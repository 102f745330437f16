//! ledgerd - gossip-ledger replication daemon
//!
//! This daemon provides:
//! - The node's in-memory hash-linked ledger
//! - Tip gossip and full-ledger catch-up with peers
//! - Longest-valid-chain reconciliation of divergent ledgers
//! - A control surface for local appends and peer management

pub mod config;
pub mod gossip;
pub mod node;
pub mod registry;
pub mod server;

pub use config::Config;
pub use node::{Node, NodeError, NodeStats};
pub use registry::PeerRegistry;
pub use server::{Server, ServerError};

::::

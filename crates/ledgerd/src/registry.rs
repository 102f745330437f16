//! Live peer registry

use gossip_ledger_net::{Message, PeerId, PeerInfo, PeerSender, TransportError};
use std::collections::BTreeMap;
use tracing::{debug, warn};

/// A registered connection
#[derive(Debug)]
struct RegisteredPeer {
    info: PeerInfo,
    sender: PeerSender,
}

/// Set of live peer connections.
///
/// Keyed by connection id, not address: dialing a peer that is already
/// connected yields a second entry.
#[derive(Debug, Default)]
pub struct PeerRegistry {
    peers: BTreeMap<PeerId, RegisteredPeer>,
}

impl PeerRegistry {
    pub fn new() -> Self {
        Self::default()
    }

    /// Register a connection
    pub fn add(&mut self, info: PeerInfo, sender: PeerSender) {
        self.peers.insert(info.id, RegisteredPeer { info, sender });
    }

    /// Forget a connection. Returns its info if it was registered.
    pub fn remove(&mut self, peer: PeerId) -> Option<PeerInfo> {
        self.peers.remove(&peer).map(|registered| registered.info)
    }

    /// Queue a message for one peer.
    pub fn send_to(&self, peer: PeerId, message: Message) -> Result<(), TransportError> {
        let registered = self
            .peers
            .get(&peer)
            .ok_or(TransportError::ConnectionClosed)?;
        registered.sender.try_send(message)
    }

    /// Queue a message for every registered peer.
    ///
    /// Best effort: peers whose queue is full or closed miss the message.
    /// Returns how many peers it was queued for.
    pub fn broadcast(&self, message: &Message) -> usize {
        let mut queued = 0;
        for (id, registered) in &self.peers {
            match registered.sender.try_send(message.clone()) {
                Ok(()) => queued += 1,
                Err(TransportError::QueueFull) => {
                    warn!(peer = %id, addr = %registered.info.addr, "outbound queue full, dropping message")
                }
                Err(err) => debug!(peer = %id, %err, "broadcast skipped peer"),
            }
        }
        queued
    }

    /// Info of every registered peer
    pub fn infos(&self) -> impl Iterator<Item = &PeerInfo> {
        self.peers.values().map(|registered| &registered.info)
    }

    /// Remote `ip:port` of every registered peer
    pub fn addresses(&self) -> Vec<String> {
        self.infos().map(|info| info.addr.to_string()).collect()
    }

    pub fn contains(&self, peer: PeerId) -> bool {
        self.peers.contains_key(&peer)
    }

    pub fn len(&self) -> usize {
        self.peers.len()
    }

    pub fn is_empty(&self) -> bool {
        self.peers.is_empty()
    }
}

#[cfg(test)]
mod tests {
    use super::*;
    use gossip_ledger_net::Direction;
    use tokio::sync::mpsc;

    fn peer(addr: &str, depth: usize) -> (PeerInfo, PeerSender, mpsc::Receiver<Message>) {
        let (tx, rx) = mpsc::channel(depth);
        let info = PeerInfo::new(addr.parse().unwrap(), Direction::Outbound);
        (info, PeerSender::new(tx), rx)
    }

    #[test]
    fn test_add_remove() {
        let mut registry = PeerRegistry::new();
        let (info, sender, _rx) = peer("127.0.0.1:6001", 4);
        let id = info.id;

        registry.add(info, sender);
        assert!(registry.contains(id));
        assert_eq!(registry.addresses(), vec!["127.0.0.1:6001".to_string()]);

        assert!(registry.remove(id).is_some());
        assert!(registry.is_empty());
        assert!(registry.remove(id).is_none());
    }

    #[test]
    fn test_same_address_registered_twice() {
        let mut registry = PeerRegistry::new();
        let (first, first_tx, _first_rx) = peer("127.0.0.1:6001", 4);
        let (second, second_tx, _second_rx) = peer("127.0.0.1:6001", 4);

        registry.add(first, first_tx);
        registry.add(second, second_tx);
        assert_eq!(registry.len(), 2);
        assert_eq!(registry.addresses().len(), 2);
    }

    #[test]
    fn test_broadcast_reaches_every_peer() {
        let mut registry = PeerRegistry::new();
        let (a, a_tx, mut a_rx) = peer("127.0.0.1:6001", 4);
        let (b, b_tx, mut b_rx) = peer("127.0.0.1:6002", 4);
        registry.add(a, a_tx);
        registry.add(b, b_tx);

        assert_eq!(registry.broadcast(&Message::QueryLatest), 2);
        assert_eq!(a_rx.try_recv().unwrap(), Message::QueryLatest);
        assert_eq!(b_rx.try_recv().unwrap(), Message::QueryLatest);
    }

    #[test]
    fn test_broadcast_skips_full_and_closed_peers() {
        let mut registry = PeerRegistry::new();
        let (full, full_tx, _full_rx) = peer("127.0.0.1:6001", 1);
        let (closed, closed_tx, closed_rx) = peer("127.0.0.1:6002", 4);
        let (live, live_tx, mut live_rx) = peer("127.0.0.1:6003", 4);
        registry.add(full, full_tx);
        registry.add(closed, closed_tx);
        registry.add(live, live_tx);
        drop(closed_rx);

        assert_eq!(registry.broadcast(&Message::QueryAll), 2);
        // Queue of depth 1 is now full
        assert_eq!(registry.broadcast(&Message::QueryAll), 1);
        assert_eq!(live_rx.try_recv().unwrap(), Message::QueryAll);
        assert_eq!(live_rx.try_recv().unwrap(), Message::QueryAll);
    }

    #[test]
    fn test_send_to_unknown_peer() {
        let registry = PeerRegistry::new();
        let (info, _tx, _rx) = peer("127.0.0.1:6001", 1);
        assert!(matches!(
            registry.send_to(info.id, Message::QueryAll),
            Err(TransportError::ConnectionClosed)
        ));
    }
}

::::

Task item:
Within the listing above, find every line containing the string "QueryLatest" and return it.

Answer to this task:
        assert_eq!(registry.broadcast(&Message::QueryLatest), 2);
        assert_eq!(a_rx.try_recv().unwrap(), Message::QueryLatest);
        assert_eq!(b_rx.try_recv().unwrap(), Message::QueryLatest);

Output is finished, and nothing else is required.